*ACTION ITEM*. All of the data below should be copied exactly as it stands.

*DATA LISTING*.
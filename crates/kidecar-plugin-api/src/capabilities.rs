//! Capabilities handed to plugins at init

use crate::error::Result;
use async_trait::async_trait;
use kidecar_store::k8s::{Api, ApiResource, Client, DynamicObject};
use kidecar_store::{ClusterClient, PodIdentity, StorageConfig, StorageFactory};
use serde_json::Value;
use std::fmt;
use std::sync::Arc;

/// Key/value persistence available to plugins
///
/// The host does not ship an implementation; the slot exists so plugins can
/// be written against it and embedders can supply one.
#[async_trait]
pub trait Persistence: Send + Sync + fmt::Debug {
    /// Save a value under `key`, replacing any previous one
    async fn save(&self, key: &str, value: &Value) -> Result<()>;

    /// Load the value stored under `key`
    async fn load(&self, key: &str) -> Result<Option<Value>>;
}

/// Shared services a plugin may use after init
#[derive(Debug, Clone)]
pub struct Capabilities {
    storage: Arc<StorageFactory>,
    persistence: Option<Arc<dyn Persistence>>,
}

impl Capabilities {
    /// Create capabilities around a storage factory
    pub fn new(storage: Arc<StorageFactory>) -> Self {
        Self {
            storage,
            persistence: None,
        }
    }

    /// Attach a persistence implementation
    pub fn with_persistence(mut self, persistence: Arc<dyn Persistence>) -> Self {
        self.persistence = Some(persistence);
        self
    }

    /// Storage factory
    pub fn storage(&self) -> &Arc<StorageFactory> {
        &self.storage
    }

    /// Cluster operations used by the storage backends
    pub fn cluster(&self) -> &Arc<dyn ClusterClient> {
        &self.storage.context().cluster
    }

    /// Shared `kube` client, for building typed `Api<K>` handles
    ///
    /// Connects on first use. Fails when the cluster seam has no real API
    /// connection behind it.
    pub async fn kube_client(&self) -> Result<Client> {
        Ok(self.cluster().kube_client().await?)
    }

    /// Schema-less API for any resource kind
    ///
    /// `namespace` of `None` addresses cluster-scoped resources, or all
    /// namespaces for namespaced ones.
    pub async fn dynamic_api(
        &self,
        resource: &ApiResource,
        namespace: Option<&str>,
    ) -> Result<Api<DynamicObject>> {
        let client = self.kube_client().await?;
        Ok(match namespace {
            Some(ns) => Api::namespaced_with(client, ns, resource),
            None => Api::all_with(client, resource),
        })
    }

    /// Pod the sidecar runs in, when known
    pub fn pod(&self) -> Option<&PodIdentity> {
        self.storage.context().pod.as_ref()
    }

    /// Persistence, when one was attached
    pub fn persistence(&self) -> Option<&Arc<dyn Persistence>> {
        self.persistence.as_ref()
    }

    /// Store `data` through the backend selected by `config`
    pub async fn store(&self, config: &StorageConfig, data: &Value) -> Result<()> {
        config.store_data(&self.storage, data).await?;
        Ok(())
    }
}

*REPLY TO THE EXERCISE*.
filename crates/kidecar-plugin-api/src/capabilities.rs
//! Capabilities handed to plugins at init

use crate::error::Result;
use async_trait::async_trait;
use kidecar_store::k8s::{Api, ApiResource, Client, DynamicObject};
use kidecar_store::{ClusterClient, PodIdentity, StorageConfig, StorageFactory};
use serde_json::Value;
use std::fmt;
use std::sync::Arc;

/// Key/value persistence available to plugins
///
/// The host does not ship an implementation; the slot exists so plugins can
/// be written against it and embedders can supply one.
#[async_trait]
pub trait Persistence: Send + Sync + fmt::Debug {
    /// Save a value under `key`, replacing any previous one
    async fn save(&self, key: &str, value: &Value) -> Result<()>;

    /// Load the value stored under `key`
    async fn load(&self, key: &str) -> Result<Option<Value>>;
}

/// Shared services a plugin may use after init
#[derive(Debug, Clone)]
pub struct Capabilities {
    storage: Arc<StorageFactory>,
    persistence: Option<Arc<dyn Persistence>>,
}

impl Capabilities {
    /// Create capabilities around a storage factory
    pub fn new(storage: Arc<StorageFactory>) -> Self {
        Self {
            storage,
            persistence: None,
        }
    }

    /// Attach a persistence implementation
    pub fn with_persistence(mut self, persistence: Arc<dyn Persistence>) -> Self {
        self.persistence = Some(persistence);
        self
    }

    /// Storage factory
    pub fn storage(&self) -> &Arc<StorageFactory> {
        &self.storage
    }

    /// Cluster operations used by the storage backends
    pub fn cluster(&self) -> &Arc<dyn ClusterClient> {
        &self.storage.context().cluster
    }

    /// Shared `kube` client, for building typed `Api<K>` handles
    ///
    /// Connects on first use. Fails when the cluster seam has no real API
    /// connection behind it.
    pub async fn kube_client(&self) -> Result<Client> {
        Ok(self.cluster().kube_client().await?)
    }

    /// Schema-less API for any resource kind
    ///
    /// `namespace` of `None` addresses cluster-scoped resources, or all
    /// namespaces for namespaced ones.
    pub async fn dynamic_api(
        &self,
        resource: &ApiResource,
        namespace: Option<&str>,
    ) -> Result<Api<DynamicObject>> {
        let client = self.kube_client().await?;
        Ok(match namespace {
            Some(ns) => Api::namespaced_with(client, ns, resource),
            None => Api::all_with(client, resource),
        })
    }

    /// Pod the sidecar runs in, when known
    pub fn pod(&self) -> Option<&PodIdentity> {
        self.storage.context().pod.as_ref()
    }

    /// Persistence, when one was attached
    pub fn persistence(&self) -> Option<&Arc<dyn Persistence>> {
        self.persistence.as_ref()
    }

    /// Store `data` through the backend selected by `config`
    pub async fn store(&self, config: &StorageConfig, data: &Value) -> Result<()> {
        config.store_data(&self.storage, data).await?;
        Ok(())
    }
}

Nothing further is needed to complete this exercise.